▼
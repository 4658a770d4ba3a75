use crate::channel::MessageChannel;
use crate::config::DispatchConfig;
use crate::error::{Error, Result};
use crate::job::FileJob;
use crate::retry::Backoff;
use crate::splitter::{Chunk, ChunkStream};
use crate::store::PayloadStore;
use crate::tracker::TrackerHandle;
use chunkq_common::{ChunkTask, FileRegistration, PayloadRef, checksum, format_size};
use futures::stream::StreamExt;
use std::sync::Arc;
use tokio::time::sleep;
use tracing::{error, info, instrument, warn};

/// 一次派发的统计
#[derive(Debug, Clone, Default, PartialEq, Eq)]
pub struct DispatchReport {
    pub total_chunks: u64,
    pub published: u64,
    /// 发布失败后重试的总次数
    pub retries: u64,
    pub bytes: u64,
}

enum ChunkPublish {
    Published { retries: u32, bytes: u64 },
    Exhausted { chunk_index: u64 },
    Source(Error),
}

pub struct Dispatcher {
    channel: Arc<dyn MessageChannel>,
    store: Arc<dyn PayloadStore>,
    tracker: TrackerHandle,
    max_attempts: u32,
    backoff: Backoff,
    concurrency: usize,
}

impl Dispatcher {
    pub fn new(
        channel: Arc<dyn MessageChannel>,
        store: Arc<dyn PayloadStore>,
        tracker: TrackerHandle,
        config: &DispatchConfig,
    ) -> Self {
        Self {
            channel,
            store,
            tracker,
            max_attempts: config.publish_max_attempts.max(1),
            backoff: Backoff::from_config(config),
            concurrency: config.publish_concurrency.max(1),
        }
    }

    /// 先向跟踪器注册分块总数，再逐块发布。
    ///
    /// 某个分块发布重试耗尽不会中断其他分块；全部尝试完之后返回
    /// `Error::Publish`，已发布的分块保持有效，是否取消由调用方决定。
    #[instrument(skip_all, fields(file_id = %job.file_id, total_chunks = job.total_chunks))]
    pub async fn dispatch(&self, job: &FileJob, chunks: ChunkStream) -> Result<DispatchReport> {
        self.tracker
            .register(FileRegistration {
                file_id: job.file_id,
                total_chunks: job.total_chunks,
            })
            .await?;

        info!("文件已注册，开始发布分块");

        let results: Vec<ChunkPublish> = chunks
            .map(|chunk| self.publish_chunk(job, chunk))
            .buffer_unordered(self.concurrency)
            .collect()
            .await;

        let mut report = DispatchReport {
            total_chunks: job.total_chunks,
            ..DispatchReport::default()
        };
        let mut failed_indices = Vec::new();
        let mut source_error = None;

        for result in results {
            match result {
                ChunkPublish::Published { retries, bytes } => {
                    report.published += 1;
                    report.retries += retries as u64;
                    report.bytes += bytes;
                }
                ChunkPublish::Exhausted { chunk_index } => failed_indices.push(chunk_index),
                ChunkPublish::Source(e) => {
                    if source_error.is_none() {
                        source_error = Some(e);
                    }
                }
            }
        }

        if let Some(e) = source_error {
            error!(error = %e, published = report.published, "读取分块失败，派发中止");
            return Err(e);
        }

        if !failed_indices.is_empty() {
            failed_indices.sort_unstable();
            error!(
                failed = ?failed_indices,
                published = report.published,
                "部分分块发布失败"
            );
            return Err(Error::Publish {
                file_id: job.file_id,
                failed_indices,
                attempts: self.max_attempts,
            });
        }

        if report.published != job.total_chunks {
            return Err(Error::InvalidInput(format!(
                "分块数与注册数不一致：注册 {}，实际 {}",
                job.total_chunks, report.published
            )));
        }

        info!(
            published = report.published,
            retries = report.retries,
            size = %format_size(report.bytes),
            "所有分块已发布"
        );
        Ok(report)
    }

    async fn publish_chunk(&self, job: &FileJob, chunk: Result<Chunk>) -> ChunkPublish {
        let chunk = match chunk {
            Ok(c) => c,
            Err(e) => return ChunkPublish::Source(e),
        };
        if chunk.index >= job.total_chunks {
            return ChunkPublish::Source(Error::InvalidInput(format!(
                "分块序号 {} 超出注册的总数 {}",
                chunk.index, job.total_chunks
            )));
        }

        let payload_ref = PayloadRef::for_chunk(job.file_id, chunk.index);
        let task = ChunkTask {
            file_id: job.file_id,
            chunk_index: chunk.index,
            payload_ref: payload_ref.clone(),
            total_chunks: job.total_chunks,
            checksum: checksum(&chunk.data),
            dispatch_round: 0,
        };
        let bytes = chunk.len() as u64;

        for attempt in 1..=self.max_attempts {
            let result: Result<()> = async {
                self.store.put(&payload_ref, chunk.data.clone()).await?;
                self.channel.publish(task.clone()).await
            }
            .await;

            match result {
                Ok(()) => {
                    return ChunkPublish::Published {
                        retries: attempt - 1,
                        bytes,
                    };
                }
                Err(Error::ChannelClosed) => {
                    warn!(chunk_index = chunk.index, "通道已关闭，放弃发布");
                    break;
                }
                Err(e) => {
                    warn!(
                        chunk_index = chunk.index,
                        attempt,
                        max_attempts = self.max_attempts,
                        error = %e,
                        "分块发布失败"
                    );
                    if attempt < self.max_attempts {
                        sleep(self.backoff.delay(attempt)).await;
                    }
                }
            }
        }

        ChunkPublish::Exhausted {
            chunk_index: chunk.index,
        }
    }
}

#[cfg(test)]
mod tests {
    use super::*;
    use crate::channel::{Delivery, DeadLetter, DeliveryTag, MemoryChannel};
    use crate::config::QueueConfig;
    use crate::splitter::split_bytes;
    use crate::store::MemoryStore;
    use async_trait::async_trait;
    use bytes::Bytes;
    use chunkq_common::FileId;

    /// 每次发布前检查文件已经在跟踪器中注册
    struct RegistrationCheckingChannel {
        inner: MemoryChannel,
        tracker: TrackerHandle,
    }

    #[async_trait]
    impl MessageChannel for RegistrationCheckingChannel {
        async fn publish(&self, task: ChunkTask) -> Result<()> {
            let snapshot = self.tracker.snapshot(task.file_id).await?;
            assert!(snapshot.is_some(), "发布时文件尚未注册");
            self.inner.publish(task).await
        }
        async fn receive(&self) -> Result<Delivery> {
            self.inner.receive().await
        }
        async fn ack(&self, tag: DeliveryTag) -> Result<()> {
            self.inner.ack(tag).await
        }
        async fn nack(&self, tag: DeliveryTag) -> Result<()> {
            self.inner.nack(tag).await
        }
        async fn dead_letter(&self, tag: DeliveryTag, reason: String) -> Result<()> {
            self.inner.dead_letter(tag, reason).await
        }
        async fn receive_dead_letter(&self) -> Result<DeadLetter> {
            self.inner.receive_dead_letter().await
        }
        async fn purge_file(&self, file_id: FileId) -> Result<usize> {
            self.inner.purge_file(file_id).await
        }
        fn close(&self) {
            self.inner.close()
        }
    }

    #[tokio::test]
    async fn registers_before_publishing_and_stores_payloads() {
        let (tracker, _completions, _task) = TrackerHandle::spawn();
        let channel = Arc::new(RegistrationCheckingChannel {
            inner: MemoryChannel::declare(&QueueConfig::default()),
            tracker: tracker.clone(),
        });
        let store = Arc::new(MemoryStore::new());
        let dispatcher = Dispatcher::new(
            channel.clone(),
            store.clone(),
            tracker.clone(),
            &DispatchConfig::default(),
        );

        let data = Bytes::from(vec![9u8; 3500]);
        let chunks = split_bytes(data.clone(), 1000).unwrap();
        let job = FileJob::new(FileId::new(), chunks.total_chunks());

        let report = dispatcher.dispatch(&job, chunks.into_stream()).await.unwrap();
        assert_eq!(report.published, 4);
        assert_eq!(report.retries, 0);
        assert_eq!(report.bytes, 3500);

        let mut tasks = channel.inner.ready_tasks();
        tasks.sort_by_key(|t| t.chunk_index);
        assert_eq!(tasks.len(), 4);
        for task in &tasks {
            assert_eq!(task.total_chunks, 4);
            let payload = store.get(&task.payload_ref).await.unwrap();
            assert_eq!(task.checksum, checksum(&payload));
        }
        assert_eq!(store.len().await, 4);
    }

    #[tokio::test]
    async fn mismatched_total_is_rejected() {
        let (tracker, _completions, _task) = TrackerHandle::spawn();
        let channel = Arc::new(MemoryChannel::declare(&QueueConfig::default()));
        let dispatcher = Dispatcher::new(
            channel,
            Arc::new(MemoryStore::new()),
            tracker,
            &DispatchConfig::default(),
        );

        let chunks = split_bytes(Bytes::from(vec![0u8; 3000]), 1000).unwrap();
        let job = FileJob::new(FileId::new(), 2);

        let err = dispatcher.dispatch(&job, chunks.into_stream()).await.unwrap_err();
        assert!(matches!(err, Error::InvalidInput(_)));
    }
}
▲
*Exercise instructions*. Each line in the data that holds the string "results" should be found and copied.

*Reply to the exercise*.
        let results: Vec<ChunkPublish> = chunks
        for result in results {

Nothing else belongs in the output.